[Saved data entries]
= = = = =
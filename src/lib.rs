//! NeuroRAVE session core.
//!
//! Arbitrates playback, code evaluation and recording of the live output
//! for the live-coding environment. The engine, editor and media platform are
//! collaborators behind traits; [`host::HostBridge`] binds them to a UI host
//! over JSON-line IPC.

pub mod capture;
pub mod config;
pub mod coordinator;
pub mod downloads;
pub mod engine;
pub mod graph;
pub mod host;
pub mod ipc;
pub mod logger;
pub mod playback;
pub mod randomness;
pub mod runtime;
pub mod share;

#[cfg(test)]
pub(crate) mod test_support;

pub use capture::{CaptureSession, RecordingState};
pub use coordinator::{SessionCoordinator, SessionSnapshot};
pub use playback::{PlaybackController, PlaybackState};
= = = = =
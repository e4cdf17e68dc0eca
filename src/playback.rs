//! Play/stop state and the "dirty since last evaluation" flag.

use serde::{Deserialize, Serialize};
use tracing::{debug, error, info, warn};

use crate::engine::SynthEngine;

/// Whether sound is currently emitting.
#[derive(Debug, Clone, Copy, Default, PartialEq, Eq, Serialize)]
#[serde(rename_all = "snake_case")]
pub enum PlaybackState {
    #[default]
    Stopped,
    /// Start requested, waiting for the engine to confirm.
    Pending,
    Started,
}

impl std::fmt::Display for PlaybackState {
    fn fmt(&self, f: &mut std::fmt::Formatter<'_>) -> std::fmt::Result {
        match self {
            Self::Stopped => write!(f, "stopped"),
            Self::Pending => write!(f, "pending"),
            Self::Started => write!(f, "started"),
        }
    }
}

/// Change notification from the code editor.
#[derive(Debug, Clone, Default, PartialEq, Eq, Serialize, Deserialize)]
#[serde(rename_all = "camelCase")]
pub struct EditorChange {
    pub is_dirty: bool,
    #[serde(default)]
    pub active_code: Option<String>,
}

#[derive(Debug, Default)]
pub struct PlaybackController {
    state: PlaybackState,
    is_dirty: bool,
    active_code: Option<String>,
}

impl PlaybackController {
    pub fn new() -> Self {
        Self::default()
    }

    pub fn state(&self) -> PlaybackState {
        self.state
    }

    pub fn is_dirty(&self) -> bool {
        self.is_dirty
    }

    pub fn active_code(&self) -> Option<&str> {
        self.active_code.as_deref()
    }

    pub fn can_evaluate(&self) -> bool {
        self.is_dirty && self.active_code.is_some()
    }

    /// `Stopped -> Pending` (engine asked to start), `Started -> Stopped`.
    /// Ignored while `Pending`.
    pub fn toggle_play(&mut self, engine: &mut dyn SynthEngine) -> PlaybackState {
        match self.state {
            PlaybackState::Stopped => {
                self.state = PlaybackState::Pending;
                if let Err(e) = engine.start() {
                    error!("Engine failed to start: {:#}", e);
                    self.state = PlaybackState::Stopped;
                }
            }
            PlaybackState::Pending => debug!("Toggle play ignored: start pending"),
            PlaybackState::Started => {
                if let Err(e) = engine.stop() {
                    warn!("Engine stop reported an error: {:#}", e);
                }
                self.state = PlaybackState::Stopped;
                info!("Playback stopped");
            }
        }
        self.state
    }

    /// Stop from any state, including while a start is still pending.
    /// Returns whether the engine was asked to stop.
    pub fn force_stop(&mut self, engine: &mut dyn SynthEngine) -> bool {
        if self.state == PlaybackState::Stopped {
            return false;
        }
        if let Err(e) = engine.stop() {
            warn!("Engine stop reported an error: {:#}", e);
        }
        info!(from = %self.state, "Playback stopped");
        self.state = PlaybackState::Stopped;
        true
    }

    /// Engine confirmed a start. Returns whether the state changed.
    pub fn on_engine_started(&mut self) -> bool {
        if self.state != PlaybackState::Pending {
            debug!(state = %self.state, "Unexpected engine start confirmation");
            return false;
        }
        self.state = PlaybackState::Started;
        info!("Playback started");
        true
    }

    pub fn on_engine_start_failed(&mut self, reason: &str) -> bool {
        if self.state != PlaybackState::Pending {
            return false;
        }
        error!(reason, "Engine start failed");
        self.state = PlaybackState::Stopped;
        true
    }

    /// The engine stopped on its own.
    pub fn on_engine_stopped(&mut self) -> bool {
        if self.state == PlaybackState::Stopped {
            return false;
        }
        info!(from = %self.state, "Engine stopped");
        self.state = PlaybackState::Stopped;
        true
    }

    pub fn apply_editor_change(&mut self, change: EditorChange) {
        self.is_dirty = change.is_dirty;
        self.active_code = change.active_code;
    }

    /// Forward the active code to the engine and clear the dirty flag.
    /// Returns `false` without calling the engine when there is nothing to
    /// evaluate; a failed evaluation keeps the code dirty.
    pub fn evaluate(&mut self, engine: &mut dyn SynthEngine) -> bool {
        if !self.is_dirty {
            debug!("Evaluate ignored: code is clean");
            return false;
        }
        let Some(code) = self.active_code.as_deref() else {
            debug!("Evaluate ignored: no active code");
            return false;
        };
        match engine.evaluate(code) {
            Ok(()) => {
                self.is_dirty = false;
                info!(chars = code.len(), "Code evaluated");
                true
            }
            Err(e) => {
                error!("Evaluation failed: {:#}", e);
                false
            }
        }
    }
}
= = = = =
What this task involves: Take the records above and return, word for word, only the lines that fall from the line with "filename src/lib.rs" to the line with "pub mod downloads;", both of them included.

Your solution:
filename src/lib.rs
//! NeuroRAVE session core.
//!
//! Arbitrates playback, code evaluation and recording of the live output
//! for the live-coding environment. The engine, editor and media platform are
//! collaborators behind traits; [`host::HostBridge`] binds them to a UI host
//! over JSON-line IPC.

pub mod capture;
pub mod config;
pub mod coordinator;
pub mod downloads;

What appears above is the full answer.